[The task]
If a line in the data holds the string "transport", list it.

[Source material]
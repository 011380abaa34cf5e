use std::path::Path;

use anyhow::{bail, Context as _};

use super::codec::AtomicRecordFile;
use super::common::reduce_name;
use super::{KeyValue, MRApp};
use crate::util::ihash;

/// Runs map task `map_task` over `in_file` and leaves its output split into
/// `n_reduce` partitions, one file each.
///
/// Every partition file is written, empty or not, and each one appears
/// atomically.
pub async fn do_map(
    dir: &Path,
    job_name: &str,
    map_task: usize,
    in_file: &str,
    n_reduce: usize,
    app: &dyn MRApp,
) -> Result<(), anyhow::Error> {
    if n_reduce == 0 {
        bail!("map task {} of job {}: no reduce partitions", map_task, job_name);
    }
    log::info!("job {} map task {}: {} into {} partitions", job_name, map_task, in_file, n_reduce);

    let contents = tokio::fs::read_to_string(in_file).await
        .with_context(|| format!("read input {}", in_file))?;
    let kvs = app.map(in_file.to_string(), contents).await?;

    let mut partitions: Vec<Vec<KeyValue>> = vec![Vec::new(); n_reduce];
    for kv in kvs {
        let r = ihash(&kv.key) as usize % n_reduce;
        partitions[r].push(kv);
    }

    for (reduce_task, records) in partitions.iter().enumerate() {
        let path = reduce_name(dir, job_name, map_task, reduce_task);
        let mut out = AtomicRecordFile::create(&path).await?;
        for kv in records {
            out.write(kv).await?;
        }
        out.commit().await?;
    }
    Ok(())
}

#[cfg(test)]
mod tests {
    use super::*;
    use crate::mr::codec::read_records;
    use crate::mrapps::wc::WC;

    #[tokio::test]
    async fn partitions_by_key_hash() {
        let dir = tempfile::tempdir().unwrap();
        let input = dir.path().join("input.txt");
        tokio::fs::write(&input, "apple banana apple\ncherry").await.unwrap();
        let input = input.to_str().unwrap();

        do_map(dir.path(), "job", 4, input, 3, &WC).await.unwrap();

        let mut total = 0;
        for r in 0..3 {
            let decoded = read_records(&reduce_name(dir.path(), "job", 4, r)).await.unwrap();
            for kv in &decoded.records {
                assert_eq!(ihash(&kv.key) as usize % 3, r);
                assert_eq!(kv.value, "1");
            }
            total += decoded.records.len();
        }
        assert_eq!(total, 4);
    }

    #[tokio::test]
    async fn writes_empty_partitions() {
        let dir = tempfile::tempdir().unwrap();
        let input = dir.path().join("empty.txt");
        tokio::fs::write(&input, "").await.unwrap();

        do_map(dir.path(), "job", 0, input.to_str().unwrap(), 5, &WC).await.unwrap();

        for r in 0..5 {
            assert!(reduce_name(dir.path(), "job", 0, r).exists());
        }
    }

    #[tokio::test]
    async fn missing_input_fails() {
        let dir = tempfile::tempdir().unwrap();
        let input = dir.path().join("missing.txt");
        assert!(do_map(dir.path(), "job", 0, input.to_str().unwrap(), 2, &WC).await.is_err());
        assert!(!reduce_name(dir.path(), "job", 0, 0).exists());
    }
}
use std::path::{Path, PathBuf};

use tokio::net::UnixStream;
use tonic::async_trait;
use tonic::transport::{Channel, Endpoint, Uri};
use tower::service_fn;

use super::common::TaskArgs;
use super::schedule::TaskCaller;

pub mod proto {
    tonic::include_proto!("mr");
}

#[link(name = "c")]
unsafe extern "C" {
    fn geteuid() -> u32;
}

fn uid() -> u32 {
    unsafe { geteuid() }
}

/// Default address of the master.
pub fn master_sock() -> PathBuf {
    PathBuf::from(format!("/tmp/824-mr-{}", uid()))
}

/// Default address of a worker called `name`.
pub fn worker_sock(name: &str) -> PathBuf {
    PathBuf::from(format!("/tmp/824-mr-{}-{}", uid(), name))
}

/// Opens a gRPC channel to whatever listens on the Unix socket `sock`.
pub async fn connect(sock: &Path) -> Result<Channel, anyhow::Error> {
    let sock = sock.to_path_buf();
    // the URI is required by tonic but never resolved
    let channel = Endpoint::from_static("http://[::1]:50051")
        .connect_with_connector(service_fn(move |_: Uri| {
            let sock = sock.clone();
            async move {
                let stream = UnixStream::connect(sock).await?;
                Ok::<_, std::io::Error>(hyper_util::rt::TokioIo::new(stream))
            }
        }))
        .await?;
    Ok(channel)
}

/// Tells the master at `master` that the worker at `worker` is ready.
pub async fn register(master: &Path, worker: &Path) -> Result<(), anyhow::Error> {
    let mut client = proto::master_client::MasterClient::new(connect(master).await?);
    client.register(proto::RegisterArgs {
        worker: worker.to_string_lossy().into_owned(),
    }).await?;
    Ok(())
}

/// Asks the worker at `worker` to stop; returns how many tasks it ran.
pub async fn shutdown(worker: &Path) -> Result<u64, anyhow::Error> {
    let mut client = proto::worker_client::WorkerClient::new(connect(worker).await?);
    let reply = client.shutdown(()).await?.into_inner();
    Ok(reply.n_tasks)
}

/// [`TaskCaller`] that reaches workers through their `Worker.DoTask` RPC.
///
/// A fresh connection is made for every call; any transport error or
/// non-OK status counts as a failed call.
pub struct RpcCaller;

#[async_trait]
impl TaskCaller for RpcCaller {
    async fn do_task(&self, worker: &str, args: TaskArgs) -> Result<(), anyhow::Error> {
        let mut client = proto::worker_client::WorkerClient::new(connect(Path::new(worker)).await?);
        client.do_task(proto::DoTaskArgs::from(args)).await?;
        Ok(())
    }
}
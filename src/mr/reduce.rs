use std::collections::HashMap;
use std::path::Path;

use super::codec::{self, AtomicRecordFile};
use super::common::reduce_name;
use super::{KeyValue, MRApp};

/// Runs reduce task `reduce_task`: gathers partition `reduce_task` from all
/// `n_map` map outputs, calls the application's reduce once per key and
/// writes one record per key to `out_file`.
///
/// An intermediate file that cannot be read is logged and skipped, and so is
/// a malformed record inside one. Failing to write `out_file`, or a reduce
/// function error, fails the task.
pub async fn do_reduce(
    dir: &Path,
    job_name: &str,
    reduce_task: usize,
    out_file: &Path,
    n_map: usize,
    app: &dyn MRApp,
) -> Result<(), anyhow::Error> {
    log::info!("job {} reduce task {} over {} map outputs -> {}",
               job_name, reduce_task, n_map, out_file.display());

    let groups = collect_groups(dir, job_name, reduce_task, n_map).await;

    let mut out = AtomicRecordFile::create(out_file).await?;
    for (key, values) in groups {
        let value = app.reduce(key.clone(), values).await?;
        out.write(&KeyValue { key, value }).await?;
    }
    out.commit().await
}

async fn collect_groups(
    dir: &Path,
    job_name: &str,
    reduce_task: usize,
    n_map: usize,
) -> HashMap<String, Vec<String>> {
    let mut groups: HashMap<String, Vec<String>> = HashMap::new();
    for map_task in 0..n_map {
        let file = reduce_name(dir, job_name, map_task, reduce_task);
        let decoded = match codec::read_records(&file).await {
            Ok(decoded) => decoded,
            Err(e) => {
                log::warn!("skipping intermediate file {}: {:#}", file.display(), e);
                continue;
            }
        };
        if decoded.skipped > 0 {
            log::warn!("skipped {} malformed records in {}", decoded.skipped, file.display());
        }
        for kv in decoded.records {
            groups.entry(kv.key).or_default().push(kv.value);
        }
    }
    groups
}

[Output below]
use tonic::transport::{Channel, Endpoint, Uri};
/// A fresh connection is made for every call; any transport error or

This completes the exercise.